As a local standardized language proficiency test (LSLPT) in China, the College English Test (CET) demonstrates impacts of the WEs paradigm from various aspects, which contributes largely to the conversation of WEs and LT. Given the time-honored concerns such as insufficient codification and stakeholders’ unacceptance of any new varieties as well as the entrenched NS-model in English education in China, the CET still uses the Inner Circle Standard as the underlying standard and construct, which is shown in the reliance on Inner Circle topics and accents in the selected-response items. However, the test has relaxed this standard to a large extent, by including global and local elements in the selected-item materials, focusing on global and local topics in the constructed prompts, and decentering the assessment of NS formal accuracy by avoiding discrete-point items and emphasizing communicative competence at all linguistic levels in the scoring. Different from traditional LT practices, the test also references the local variety when defining intelligibility, acceptability, and appropriateness in its scoring criteria.

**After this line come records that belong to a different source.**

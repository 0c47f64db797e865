// Copyright 2025 Fernando Borretti
//
// Licensed under the Apache License, Version 2.0 (the "License");
// you may not use this file except in compliance with the License.
// You may obtain a copy of the License at
//
//     http://www.apache.org/licenses/LICENSE-2.0
//
// Unless required by applicable law or agreed to in writing, software
// distributed under the License is distributed on an "AS IS" BASIS,
// WITHOUT WARRANTIES OR CONDITIONS OF ANY KIND, either express or implied.
// See the License for the specific language governing permissions and
// limitations under the License.

use std::io::Write;
use std::io::stdin;
use std::io::stdout;

use crate::error::Fallible;
use crate::error::fail;
use crate::types::date::Date;
use crate::types::rating::Rating;
use crate::types::timestamp::Timestamp;

pub mod due;
pub mod edit;
pub mod export;
pub mod history;
pub mod init;
pub mod note;
pub mod open;
pub mod read;
pub mod remove;
pub mod review;
pub mod scan;
pub mod status;
pub mod tags;

/// The end of the current local day.
pub fn today_cutoff(now: Timestamp) -> Timestamp {
    now.local_date().end_of_day()
}

/// The end of the local day a week from now.
pub fn week_cutoff(now: Timestamp) -> Timestamp {
    let today: Date = now.local_date();
    today.plus_days(7).end_of_day()
}

/// Use the rating given on the command line, or ask for one.
pub fn rating_or_prompt(rating: Option<u8>, question: &str, choices: &[&str]) -> Fallible<Rating> {
    match rating {
        Some(n) => Rating::try_from(n),
        None => prompt_rating(question, choices),
    }
}

fn prompt_rating(question: &str, choices: &[&str]) -> Fallible<Rating> {
    println!("{question}");
    for (i, choice) in choices.iter().enumerate() {
        println!("  {}) {choice}", i + 1);
    }
    print!("\nRating [1-4]: ");
    stdout().flush()?;
    let mut input = String::new();
    stdin().read_line(&mut input)?;
    parse_rating(&input)
}

pub fn parse_rating(input: &str) -> Fallible<Rating> {
    let input = input.trim();
    match input.parse::<u8>() {
        Ok(n) => Rating::try_from(n),
        Err(_) => fail(format!("invalid rating: {input}")),
    }
}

Concerning the limitations of the test under the WEs framework, the study also proposed possible modifications to the Listening, Reading, and Writing tests, namely sampling more from local English media to add diversity and relevance to topic and accent selection. The modifications will address the local validity and bias issues attached to the restriction to the Inner Circle context that has little relevance to the Chinese context and make the assessed construct more comprehensive.

Due to the scope of the study, more research can be done in the future. First, the study only examined the scoring rubrics and sample responses in the test specification; research on rater behavior based on real response data in the Writing, Translation, and Speaking assessments would inform us of how scoring practices are related to the WEs paradigm. Besides, it would be helpful to conduct a more elaborate text analysis on the linguistic features of the test input and the vocabulary list in the specification to learn more about the underlying linguistic norms in the test. Additionally, it would be interesting to examine other LSLPTs in China, such as the Test for English Majors (TEM) and National College Entrance Exam (NCEE), and similar LSPTs in other nations, such as the National English Ability Test (NEAT) in South Korea, to enhance our understanding of language testing in the Expanding Circle context.

Nevertheless, the study could shed light onto how LSLPTs like the CET in the Expanding Circle context can benefit from the WEs paradigm and in what ways such tests can incorporate the advocacies by the WEs research into practice to better serve its local examinees under the dynamic sociolinguistic reality. Of course, more research on WEs in general, especially data-driven empirical studies such as those sufficiently codifying the varieties in the three circles, need to be done (e.g. Davies et al., Reference Davies, Hamp–Lyons and Kemp2003; Brown, Reference Brown2014) in order to lay a more solid foundation for the conversation with LT and to dissolve more practicality issues.

Acknowledgements

I would like to express my sincere gratitude to Dr. Margie Berns (Purdue University) for her supervision of the study as the final project of her World Englishes course, her encouragement to send the paper to English Today for publication, and an insightful discussion on the revision of the paper. I also thank Zijie Wu (Purdue University) for his efforts in checking the coding of the data and a helpful discussion of improving the coding.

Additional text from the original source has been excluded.